Please repeat the records below exactly, but only from the line that contains "filename server/src/routes/query_retries.rs" onward, ending with the last line.

*** Data for this exercise Section Begins ***

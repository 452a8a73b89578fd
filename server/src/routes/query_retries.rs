use axum::{extract::Path, routing::get, Router};

use crate::{
    error::{ApiError, ApiResult},
    state::AppState,
};

/// Attempts below this fail.
const SUCCEEDS_FROM_ATTEMPT: i64 = 3;

pub fn router() -> Router<AppState> {
    Router::new().route("/:attempt", get(attempt))
}

/// Any numeric attempt below the threshold fails, negative ones included.
///
/// Non-numeric attempts are not counted as failures.
async fn attempt(Path(attempt): Path<String>) -> ApiResult<&'static str> {
    match attempt.parse::<i64>() {
        Ok(attempt) if attempt < SUCCEEDS_FROM_ATTEMPT => {
            tracing::debug!(attempt, "Failing query attempt");
            Err(ApiError::Flaky)
        }
        _ => Ok("Query retries success response!"),
    }
}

*** Data for this exercise Section Ends ***

▶ [Response to this exercise]:
filename server/src/routes/query_retries.rs
use axum::{extract::Path, routing::get, Router};

use crate::{
    error::{ApiError, ApiResult},
    state::AppState,
};

/// Attempts below this fail.
const SUCCEEDS_FROM_ATTEMPT: i64 = 3;

pub fn router() -> Router<AppState> {
    Router::new().route("/:attempt", get(attempt))
}

/// Any numeric attempt below the threshold fails, negative ones included.
///
/// Non-numeric attempts are not counted as failures.
async fn attempt(Path(attempt): Path<String>) -> ApiResult<&'static str> {
    match attempt.parse::<i64>() {
        Ok(attempt) if attempt < SUCCEEDS_FROM_ATTEMPT => {
            tracing::debug!(attempt, "Failing query attempt");
            Err(ApiError::Flaky)
        }
        _ => Ok("Query retries success response!"),
    }
}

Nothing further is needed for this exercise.